//! Role and ownership checks for menu items.
//!
//! These checks decide what is *shown*. They are not an authorization layer:
//! privileged actions behind a visible item are still checked by the server.

use serde::{Deserialize, Serialize};
use serde_json::{json, Map, Value};

use super::item::MenuItem;
use crate::expression::Evaluator;
use crate::state::{get_path, USER_STATE_PATH};

/// The logged-in user, as far as menu filtering is concerned.
#[derive(Debug, Clone, PartialEq, Default, Serialize, Deserialize)]
pub struct UserRecord {
    /// Primary key.
    #[serde(default, skip_serializing_if = "Option::is_none")]
    pub pk: Option<Value>,
    /// Display name.
    #[serde(default, skip_serializing_if = "Option::is_none")]
    pub name: Option<String>,
    /// Login name.
    #[serde(default, skip_serializing_if = "Option::is_none")]
    pub username: Option<String>,
    /// Superusers pass every role and ownership requirement.
    #[serde(default)]
    pub is_superuser: bool,
    /// Staff flag.
    #[serde(default)]
    pub is_staff: bool,
    /// Granted permission codes.
    #[serde(default)]
    pub perms: Vec<String>,
    /// Group names.
    #[serde(default)]
    pub groups: Vec<String>,
}

impl UserRecord {
    /// Creates a user with the given name.
    pub fn named(name: impl Into<String>) -> Self {
        Self {
            name: Some(name.into()),
            ..Self::default()
        }
    }

    /// Reads a user record from a state value.
    ///
    /// Unreadable fields are ignored rather than rejected, so any object is
    /// a user. `null` and non-objects are anonymous.
    pub fn from_value(value: &Value) -> Option<UserRecord> {
        let Value::Object(map) = value else {
            return None;
        };

        Some(UserRecord {
            pk: map.get("pk").filter(|v| !v.is_null()).cloned(),
            name: string_field(map, "name"),
            username: string_field(map, "username"),
            is_superuser: map.get("is_superuser").and_then(Value::as_bool).unwrap_or(false),
            is_staff: map.get("is_staff").and_then(Value::as_bool).unwrap_or(false),
            perms: string_list(map.get("perms")),
            groups: string_list(map.get("groups")),
        })
    }

    /// Returns true if `owner` names this user.
    ///
    /// Matches the login name, the display name, or the primary key.
    pub fn is_owner(&self, owner: &Value) -> bool {
        match owner {
            Value::String(s) => {
                self.username.as_deref() == Some(s.as_str()) || self.name.as_deref() == Some(s.as_str())
            }
            Value::Number(_) => self.pk.as_ref() == Some(owner),
            // Owner objects as returned by the resource API
            Value::Object(map) => ["username", "name", "pk"]
                .iter()
                .filter_map(|key| map.get(*key))
                .any(|v| !v.is_object() && self.is_owner(v)),
            _ => false,
        }
    }

    /// Returns true if the user holds the permission code.
    pub fn has_perm(&self, perm: &str) -> bool {
        self.perms.iter().any(|p| p == perm)
    }

    /// Returns true if the user belongs to the group.
    pub fn in_group(&self, group: &str) -> bool {
        self.groups.iter().any(|g| g == group)
    }
}

fn string_field(map: &Map<String, Value>, key: &str) -> Option<String> {
    map.get(key).and_then(Value::as_str).map(str::to_string)
}

/// Collects strings from a list, accepting `{"name": ...}` entries too.
fn string_list(value: Option<&Value>) -> Vec<String> {
    let Some(Value::Array(items)) = value else {
        return Vec::new();
    };
    items
        .iter()
        .filter_map(|item| match item {
            Value::String(s) => Some(s.clone()),
            Value::Object(map) => string_field(map, "name").or_else(|| string_field(map, "slug")),
            _ => None,
        })
        .collect()
}

/// Session context for permission checks.
#[derive(Debug, Clone, PartialEq, Default)]
pub struct UserState {
    /// The logged-in user; `None` means anonymous.
    pub user: Option<UserRecord>,
}

impl UserState {
    /// The anonymous session.
    pub fn anonymous() -> Self {
        Self { user: None }
    }

    /// A session for the given user.
    pub fn with_user(user: UserRecord) -> Self {
        Self { user: Some(user) }
    }

    /// Reads the user from `security.user` in the application state.
    pub fn from_state(state: &Value) -> Self {
        Self {
            user: get_path(state, USER_STATE_PATH).and_then(UserRecord::from_value),
        }
    }

    /// Returns true if a user is logged in.
    pub fn is_authenticated(&self) -> bool {
        self.user.is_some()
    }
}

/// An access requirement declared on a menu item.
#[derive(Debug, Clone, PartialEq)]
pub enum Requirement {
    /// A user must be logged in.
    Authenticated,
    /// No user may be logged in.
    Anonymous,
    /// The user must be a superuser.
    Superuser,
    /// The user must be staff (or superuser).
    Staff,
    /// The user must hold the permission code (or be superuser).
    Permission(String),
    /// The user must belong to the group.
    Group(String),
    /// The value at the given state path must name the user (or the user
    /// must be superuser).
    Owner(String),
    /// Unrecognized requirement; never satisfied.
    Unknown(Value),
}

impl Requirement {
    /// Reads a requirement from configuration.
    ///
    /// Accepts `"authenticated"`, `"anonymous"`, `"superuser"`, `"staff"`,
    /// `{"perm": p}`, `{"group": g}` and `{"owner": path}`. Anything else is
    /// [`Requirement::Unknown`].
    pub fn from_value(value: &Value) -> Requirement {
        match value {
            Value::String(s) => match s.to_lowercase().as_str() {
                "authenticated" => Requirement::Authenticated,
                "anonymous" => Requirement::Anonymous,
                "superuser" => Requirement::Superuser,
                "staff" => Requirement::Staff,
                _ => Requirement::Unknown(value.clone()),
            },
            Value::Object(map) if map.len() == 1 => {
                match map.iter().next() {
                    Some((key, Value::String(arg))) => match key.as_str() {
                        "perm" => Requirement::Permission(arg.clone()),
                        "group" => Requirement::Group(arg.clone()),
                        "owner" => Requirement::Owner(arg.clone()),
                        _ => Requirement::Unknown(value.clone()),
                    },
                    _ => Requirement::Unknown(value.clone()),
                }
            }
            _ => Requirement::Unknown(value.clone()),
        }
    }

    /// Converts the requirement back to its configuration form.
    pub fn to_value(&self) -> Value {
        match self {
            Requirement::Authenticated => json!("authenticated"),
            Requirement::Anonymous => json!("anonymous"),
            Requirement::Superuser => json!("superuser"),
            Requirement::Staff => json!("staff"),
            Requirement::Permission(p) => json!({ "perm": p }),
            Requirement::Group(g) => json!({ "group": g }),
            Requirement::Owner(path) => json!({ "owner": path }),
            Requirement::Unknown(raw) => raw.clone(),
        }
    }

    /// Checks the requirement against the session.
    ///
    /// `evaluator` resolves `owner` paths and records a diagnostic for
    /// unknown requirements.
    pub fn is_satisfied(&self, user_state: &UserState, evaluator: &mut Evaluator<'_>) -> bool {
        let user = user_state.user.as_ref();
        match self {
            Requirement::Authenticated => user.is_some(),
            Requirement::Anonymous => user.is_none(),
            Requirement::Superuser => user.is_some_and(|u| u.is_superuser),
            Requirement::Staff => user.is_some_and(|u| u.is_staff || u.is_superuser),
            Requirement::Permission(perm) => user.is_some_and(|u| u.is_superuser || u.has_perm(perm)),
            Requirement::Group(group) => user.is_some_and(|u| u.in_group(group)),
            Requirement::Owner(path) => {
                let Some(user) = user else {
                    return false;
                };
                user.is_superuser || evaluator.lookup(path).is_some_and(|owner| user.is_owner(owner))
            }
            Requirement::Unknown(raw) => {
                evaluator.record(format!("unknown requirement denies item: {raw}"));
                false
            }
        }
    }
}

/// Decides whether a menu item is shown to the session.
///
/// The item is allowed when its `authenticated` flag matches the session,
/// every requirement holds, and its visibility condition (if any) is truthy.
/// An item declaring nothing is allowed.
pub fn is_item_allowed(user_state: &UserState, item: &MenuItem, evaluator: &mut Evaluator<'_>) -> bool {
    let common = item.common();
    evaluator.set_subject(Some(common.id.to_string()));

    let allowed = common
        .authenticated
        .map_or(true, |required| required == user_state.is_authenticated())
        && common
            .requires
            .iter()
            .all(|requirement| requirement.is_satisfied(user_state, evaluator))
        && common
            .visibility
            .as_ref()
            .map_or(true, |condition| evaluator.is_truthy(condition));

    evaluator.set_subject(None);
    allowed
}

### Task brief
Every line in the data that holds the string "Returns" should be returned.

### Response to the task
    /// Returns true if `owner` names this user.
    /// Returns true if the user holds the permission code.
    /// Returns true if the user belongs to the group.
    /// Returns true if a user is logged in.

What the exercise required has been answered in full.